The cause was tried by the court without a jury, and plaintiff had judgment for $107.99. Plaintiff appeals from so much of the judgment as gave her but $107.99, and claims that it should have been for the full amount claimed "or at least for the sum of $2,998.17, with interest thereon from May 27, 1903"; and appeals also from that part of the judgment awarding costs to defendant. The appeal comes up on a bill of exceptions.

It is not necessary to set out the findings specifically — suffice it to say that the averments of the answer are found to be true in all material particulars.

In certain respects the findings are challenged as unsupported by the evidence. It is claimed that the evidence was insufficient to show that the policy was canceled by defendant and also to show that its cash surrender value was as alleged by defendant. The evidence consisted in considerable part of letters between the officers and agents of the company and by them to the assured and plaintiff; also of office records and abbreviated notations on the policy which were explained. It is suggested by plaintiff that these mention the "surrender" of the policy and not its "cancellation." But the surrender spoken of was explained to have been made under the loan agreement, and it was further shown that the surrender of the policy was in effect its cancellation. It sufficiently appeared that so far as the company could do so it canceled the policy and so treated it. Whether it had a right so to do is a question of law rather than of fact. The evidence was also sufficient to show that the cash surrender value of the policy at the date of its cancellation was as claimed by defendant and as credited on the loan. The finding "nor was the right of said defendant to cancel said policy ever changed or altered except in reference to said due date," is challenged as unsupported by evidence. This refers to the extension of time of payment of the loan as shown above. It is claimed that as these extensions were made at the request of the insured as alleged in the answer and shown by the evidence, and not by plaintiff, and as the notice given was to William Frese that the loan would be due August 29, 1902, and was not given to plaintiff, she is not bound by what took place between her husband and the company of which she had no notice. Passing for the moment the legal effect of these extensions as affecting plaintiff's rights, it will be observed that the loan agreement expressly authorized the company, on default of payment of the loan, "without notice and without demand for payment, to cancel said policy and apply the customary cash surrender consideration . . . to the payment of the said loan."

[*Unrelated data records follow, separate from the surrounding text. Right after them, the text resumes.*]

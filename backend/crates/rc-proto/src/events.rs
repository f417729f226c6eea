use crate::Result as ProtoResult;

use serde::{Deserialize, Serialize};

/// Events a client may send after the connection is admitted.
#[derive(Debug, Clone, PartialEq, Serialize, Deserialize)]
#[serde(tag = "event", content = "data", rename_all = "snake_case")]
pub enum ClientEvent {
    /// Request to join a project room. Requires an ACL confirmation
    /// before any membership is recorded.
    Enter(EnterRequest),
    /// Leave every room the connection has joined.
    Leave,
}

impl ClientEvent {
    pub fn parse(text: &str) -> ProtoResult<Self> {
        Ok(serde_json::from_str(text)?)
    }
}

/// Payload of an `enter` event. Both fields are required for the join
/// to proceed; absence short-circuits with a denial before any I/O.
#[derive(Debug, Clone, PartialEq, Serialize, Deserialize)]
pub struct EnterRequest {
    #[serde(default)]
    pub project: Option<String>,
    #[serde(default)]
    pub user: Option<UserRef>,
}

#[derive(Debug, Clone, PartialEq, Serialize, Deserialize)]
pub struct UserRef {
    pub id: i64,
    pub name: String,
}

/// Events the server emits to a connection.
#[derive(Debug, Clone, PartialEq, Serialize, Deserialize)]
#[serde(tag = "event", content = "data", rename_all = "snake_case")]
pub enum ServerEvent {
    /// Greeting sent immediately after the connection is established.
    Connected,
    /// Join confirmed after a successful ACL check.
    Entered,
    /// Membership released after an explicit leave.
    Left,
    /// Activity payload fanned out to a project room.
    Activity(serde_json::Value),
    /// Boundary failure converted to a client-visible event; the
    /// connection stays open.
    Error { message: String },
}

impl ServerEvent {
    pub fn error(message: impl Into<String>) -> Self {
        Self::Error {
            message: message.into(),
        }
    }

    pub fn to_json(&self) -> String {
        // Serialization of these shapes cannot fail.
        serde_json::to_string(self).unwrap_or_default()
    }

    /// Wire name of the event, for logs and metrics labels.
    pub fn name(&self) -> &'static str {
        match self {
            Self::Connected => "connected",
            Self::Entered => "entered",
            Self::Left => "left",
            Self::Activity(_) => "activity",
            Self::Error { .. } => "error",
        }
    }
}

The alleged errors in admitting evidence over plaintiff's objection may here be disposed of. They are five in number, to wit: (a), relating to the admission of the letter of the defendant's agent to plaintiff's husband informing him that the company had canceled the policy; (b), his reply thereto; (c), the company's reply to this letter; (d), the second letter of William Frese to the company; (e), the company's letter to plaintiff declining to pay the policy. There is nothing in any of these letters in the slightest degree harmful to plaintiff. There are no admissions or declarations of plaintiff's husband affecting the rights of plaintiff; they had some tendency to show that her husband was not mentally deranged.

The real questions presented by the appeal are questions of law, and upon these plaintiff's position is: 1. That the loan agreement is ultra vires; 2. That the right given by the agreement to cancel the policy is a provision for the forfeiture of property subject to a lien and is in restraint of the right of redemption from a lien, and therefore void; 3. That if not void as a provision for forfeiture, it is merely an option or offer by plaintiff to sell the insurance policy within a reasonable time after August 29, 1900; 4. That plaintiff pledged her policy as a surety for money borrowed by William Frese and she was exonerated by the new agreement of August 29, 1900, whereby William Frese was given an extension of one year.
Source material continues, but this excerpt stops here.